#### Task brief:
Please restate, exactly as written, the lines running from the beginning of the material through the line that has "use thiserror::Error;" in it.

#### Provided information:

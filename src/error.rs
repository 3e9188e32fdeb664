// Copyright (C) 2021 Scott Lamb <slamb@slamb.org>
// SPDX-License-Identifier: MIT OR Apache-2.0

use std::{fmt::Display, sync::Arc};

use crate::{ConnectionContext, PacketContext, RtspMessageContext};
use thiserror::Error;

/// An opaque `std::error::Error + Send + Sync + 'static` implementation.
///
/// The focus is on detailed human-readable error messages. In most cases
/// they have enough information to find the offending packet in Wireshark.
///
/// Errors are cheap to clone: the same failure is handed to every pending
/// caller and kept as the session's last error. Use [`Error::kind`] to
/// inspect the failure category programmatically.
#[derive(Clone)]
pub struct Error(pub(crate) Arc<ErrorInt>);

impl Error {
    /// Returns the failure category.
    pub fn kind(&self) -> ErrorKind {
        self.0.kind()
    }
}

impl Display for Error {
    fn fmt(&self, f: &mut std::fmt::Formatter<'_>) -> std::fmt::Result {
        self.0.fmt(f)
    }
}

impl std::fmt::Debug for Error {
    fn fmt(&self, f: &mut std::fmt::Formatter<'_>) -> std::fmt::Result {
        std::fmt::Debug::fmt(&self.0, f)
    }
}

impl std::error::Error for Error {}

/// Category of an [`Error`].
#[derive(Copy, Clone, Debug, PartialEq, Eq)]
#[non_exhaustive]
pub enum ErrorKind {
    /// The RTSP server couldn't be reached, or the control connection broke.
    Connection,

    /// Malformed or unexpected RTSP message or SDP, or a failure status
    /// reported by the server.
    Protocol,

    /// The server rejected our credentials (or we had none to offer).
    Auth,

    /// A media socket couldn't be bound or failed mid-session.
    Transport,

    /// The server stopped answering keepalives.
    Timeout,

    /// The caller supplied an invalid argument.
    InvalidArgument,

    /// The operation doesn't make sense in the session's current state.
    FailedPrecondition,

    Internal,
}

#[derive(Debug, Error)]
pub(crate) enum ErrorInt {
    /// The method's caller provided an invalid argument.
    #[error("Invalid argument: {0}")]
    InvalidArgument(String),

    /// Unparseable or unexpected RTSP message.
    #[error("[{conn_ctx}, {msg_ctx}] RTSP framing error: {description}")]
    RtspFramingError {
        conn_ctx: ConnectionContext,
        msg_ctx: RtspMessageContext,
        description: String,
    },

    #[error("[{conn_ctx}, {msg_ctx}] {status} response to {} CSeq={cseq}: \
             {description}", Into::<&str>::into(.method))]
    RtspResponseError {
        conn_ctx: ConnectionContext,
        msg_ctx: RtspMessageContext,
        method: rtsp_types::Method,
        cseq: u32,
        status: rtsp_types::StatusCode,
        description: String,
    },

    /// A well-formed response whose content can't be used, eg an SDP with
    /// no usable media or a `SETUP` response without a transport.
    #[error("[{conn_ctx}, {msg_ctx}] Unable to negotiate session: {description}")]
    NegotiationError {
        conn_ctx: ConnectionContext,
        msg_ctx: RtspMessageContext,
        description: String,
    },

    #[error("[{conn_ctx}, {msg_ctx}] Authentication failed for {} CSeq={cseq}: \
             {description}", Into::<&str>::into(.method))]
    AuthError {
        conn_ctx: ConnectionContext,
        msg_ctx: RtspMessageContext,
        method: rtsp_types::Method,
        cseq: u32,
        description: String,
    },

    #[error("Unable to connect to RTSP server: {0}")]
    ConnectError(#[source] std::io::Error),

    #[error("[{conn_ctx}, {msg_ctx}] Error reading from RTSP peer: {source}")]
    RtspReadError {
        conn_ctx: ConnectionContext,
        msg_ctx: RtspMessageContext,
        source: std::io::Error,
    },

    #[error("[{conn_ctx}] RTSP peer closed the connection")]
    RtspEof { conn_ctx: ConnectionContext },

    #[error("[{conn_ctx}] Error writing to RTSP peer: {source}")]
    WriteError {
        conn_ctx: ConnectionContext,
        source: std::io::Error,
    },

    #[error("[{conn_ctx}] Unable to set up {media} transport: {source}")]
    TransportSetupError {
        conn_ctx: ConnectionContext,
        media: crate::codec::MediaType,
        source: std::io::Error,
    },

    #[error("[{conn_ctx}, {pkt_ctx}] Error receiving UDP packet: {source}")]
    UdpRecvError {
        conn_ctx: ConnectionContext,
        pkt_ctx: PacketContext,
        source: std::io::Error,
    },

    #[error("[{conn_ctx}] No response to keepalive CSeq={cseq} within {interval:?}")]
    KeepaliveTimeout {
        conn_ctx: ConnectionContext,
        cseq: u32,
        interval: std::time::Duration,
    },

    #[error("[{conn_ctx}] No response to {} CSeq={cseq} within {timeout:?}",
             Into::<&str>::into(.method))]
    ResponseTimeout {
        conn_ctx: ConnectionContext,
        method: rtsp_types::Method,
        cseq: u32,
        timeout: std::time::Duration,
    },

    #[error("Failed precondition: {0}")]
    FailedPrecondition(String),

    #[error("Internal error: {0}")]
    Internal(#[source] Box<dyn std::error::Error + Send + Sync>),

}

impl ErrorInt {
    fn kind(&self) -> ErrorKind {
        match self {
            ErrorInt::InvalidArgument(_) => ErrorKind::InvalidArgument,
            ErrorInt::RtspFramingError { .. }
            | ErrorInt::RtspResponseError { .. }
            | ErrorInt::NegotiationError { .. } => ErrorKind::Protocol,
            ErrorInt::AuthError { .. } => ErrorKind::Auth,
            ErrorInt::ConnectError(_)
            | ErrorInt::RtspReadError { .. }
            | ErrorInt::RtspEof { .. }
            | ErrorInt::WriteError { .. } => ErrorKind::Connection,
            ErrorInt::TransportSetupError { .. } | ErrorInt::UdpRecvError { .. } => {
                ErrorKind::Transport
            }
            ErrorInt::KeepaliveTimeout { .. } | ErrorInt::ResponseTimeout { .. } => {
                ErrorKind::Timeout
            }
            ErrorInt::FailedPrecondition(_) => ErrorKind::FailedPrecondition,
            ErrorInt::Internal(_) => ErrorKind::Internal,
        }
    }
}

#[cfg(test)]
mod tests {
    use super::*;

    #[test]
    fn kinds() {
        let e = wrap!(ErrorInt::ConnectError(std::io::Error::new(
            std::io::ErrorKind::ConnectionRefused,
            "refused"
        )));
        assert_eq!(e.kind(), ErrorKind::Connection);
        assert!(e.to_string().contains("refused"));

        let e = wrap!(ErrorInt::KeepaliveTimeout {
            conn_ctx: ConnectionContext::dummy(),
            cseq: 7,
            interval: std::time::Duration::from_secs(20),
        });
        assert_eq!(e.kind(), ErrorKind::Timeout);
        assert!(e.to_string().contains("CSeq=7"));

        // Clones share the same underlying error.
        let e2 = e.clone();
        assert!(Arc::ptr_eq(&e.0, &e2.0));
    }
}
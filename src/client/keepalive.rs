// Copyright (C) 2021 rtspflow contributors
// SPDX-License-Identifier: MIT OR Apache-2.0

//! Keepalive scheduling for an established session.

use std::time::Duration;

use tokio::time::Instant;

const MIN_INTERVAL: Duration = Duration::from_secs(1);

/// What the session should do when the keepalive deadline passes.
#[derive(Copy, Clone, Debug, PartialEq, Eq)]
pub(crate) enum Tick {
    /// Send a keepalive request and report its `CSeq` via [`KeepAlive::sent`].
    Send,

    /// The previous keepalive went unanswered for a whole interval.
    TimedOut { cseq: u32 },
}

/// Timer state for keepalive requests.
///
/// Runs from `Ready` until teardown. At most one keepalive is outstanding;
/// if it's still unanswered when the next one is due, the session is dead.
#[derive(Debug)]
pub(crate) struct KeepAlive {
    configured: Duration,
    interval: Duration,
    next_tick: Option<Instant>,
    waiting: Option<u32>,
    use_get_parameter: bool,
}

impl KeepAlive {
    pub(crate) fn new(configured: Duration) -> Self {
        let configured = configured.max(MIN_INTERVAL);
        Self {
            configured,
            interval: configured,
            next_tick: None,
            waiting: None,
            use_get_parameter: false,
        }
    }

    /// Uses `GET_PARAMETER` rather than `OPTIONS`, as when the server lists it
    /// in `Public`.
    pub(crate) fn set_use_get_parameter(&mut self, use_get_parameter: bool) {
        self.use_get_parameter = use_get_parameter;
    }

    pub(crate) fn method(&self) -> rtsp_types::Method {
        if self.use_get_parameter {
            rtsp_types::Method::GetParameter
        } else {
            rtsp_types::Method::Options
        }
    }

    /// Shortens the interval to half the server's session timeout if needed.
    pub(crate) fn set_server_timeout(&mut self, timeout_sec: u32) {
        let half = Duration::from_secs(u64::from(timeout_sec)) / 2;
        self.interval = self.configured.min(half).max(MIN_INTERVAL);
    }

    pub(crate) fn interval(&self) -> Duration {
        self.interval
    }

    pub(crate) fn start(&mut self, now: Instant) {
        self.next_tick = Some(now + self.interval);
        self.waiting = None;
    }

    pub(crate) fn stop(&mut self) {
        self.next_tick = None;
        self.waiting = None;
    }

    pub(crate) fn deadline(&self) -> Option<Instant> {
        self.next_tick
    }

    /// Advances the timer; returns `None` if nothing is due yet.
    pub(crate) fn tick(&mut self, now: Instant) -> Option<Tick> {
        match self.next_tick {
            Some(t) if t <= now => {}
            _ => return None,
        }
        if let Some(cseq) = self.waiting {
            self.stop();
            return Some(Tick::TimedOut { cseq });
        }
        self.next_tick = Some(now + self.interval);
        Some(Tick::Send)
    }

    pub(crate) fn sent(&mut self, cseq: u32) {
        self.waiting = Some(cseq);
    }

    /// Notes a response; returns true if it answered the outstanding keepalive.
    pub(crate) fn on_response(&mut self, cseq: u32) -> bool {
        if self.waiting == Some(cseq) {
            self.waiting = None;
            return true;
        }
        false
    }
}
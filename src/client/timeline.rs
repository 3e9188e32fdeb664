// Copyright (C) 2021 Scott Lamb <slamb@slamb.org>
// SPDX-License-Identifier: MIT OR Apache-2.0

use std::num::NonZeroU32;

use crate::Timestamp;

/// Creates [Timestamp]s (which don't wrap and can be converted to NPT aka normal play time)
/// from 32-bit (wrapping) RTP timestamps. Unstable, exposed for benchmark.
///
/// Each RTP timestamp is interpreted relative to the previous one: a
/// difference of up to `i32::MAX` in either direction is taken at face value,
/// so the timeline follows wraparound in both directions.
#[doc(hidden)]
#[derive(Debug)]
pub struct Timeline {
    /// The most recently placed timestamp.
    timestamp: i64,
    clock_rate: NonZeroU32,

    /// The stream's start; set from `RTP-Info` or the first packet.
    start: Option<u32>,
}

impl Timeline {
    /// Creates a new timeline, erroring on a zero clock rate.
    pub fn new(start: Option<u32>, clock_rate: u32) -> Result<Self, String> {
        let clock_rate = NonZeroU32::new(clock_rate)
            .ok_or_else(|| "clock_rate=0 rejected to prevent division by zero".to_string())?;
        Ok(Timeline {
            timestamp: i64::from(start.unwrap_or(0)),
            start,
            clock_rate,
        })
    }

    /// Returns true until the first timestamp is placed or a start is given.
    pub fn is_unstarted(&self) -> bool {
        self.start.is_none()
    }

    /// Sets the stream start, as from the `rtptime` of a `RTP-Info` header.
    /// Ignored once the timeline has started.
    pub fn set_start(&mut self, rtptime: u32) {
        if self.start.is_none() {
            self.start = Some(rtptime);
            self.timestamp = i64::from(rtptime);
        }
    }

    /// Places the given (wrapping) RTP timestamp on the timeline and makes it
    /// the reference for the next call.
    pub fn advance_to(&mut self, rtp_timestamp: u32) -> Result<Timestamp, String> {
        let start = *self.start.get_or_insert_with(|| {
            self.timestamp = i64::from(rtp_timestamp);
            rtp_timestamp
        });
        let delta = (rtp_timestamp as i32).wrapping_sub(self.timestamp as i32);
        let timestamp = self
            .timestamp
            .checked_add(i64::from(delta))
            .ok_or_else(|| format!("timestamp {} + delta {} won't fit in i64!", self.timestamp, delta))?;
        let ts = Timestamp::new(timestamp, self.clock_rate, start).ok_or_else(|| {
            format!(
                "timestamp {} + delta {} - start {} underflows i64!",
                self.timestamp, delta, start
            )
        })?;
        self.timestamp = timestamp;
        Ok(ts)
    }
}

#### Answer to this task:
filename src/error.rs
repository 3e9188e32fdeb664
// Copyright (C) 2021 Scott Lamb <slamb@slamb.org>
// SPDX-License-Identifier: MIT OR Apache-2.0

use std::{fmt::Display, sync::Arc};

use crate::{ConnectionContext, PacketContext, RtspMessageContext};
use thiserror::Error;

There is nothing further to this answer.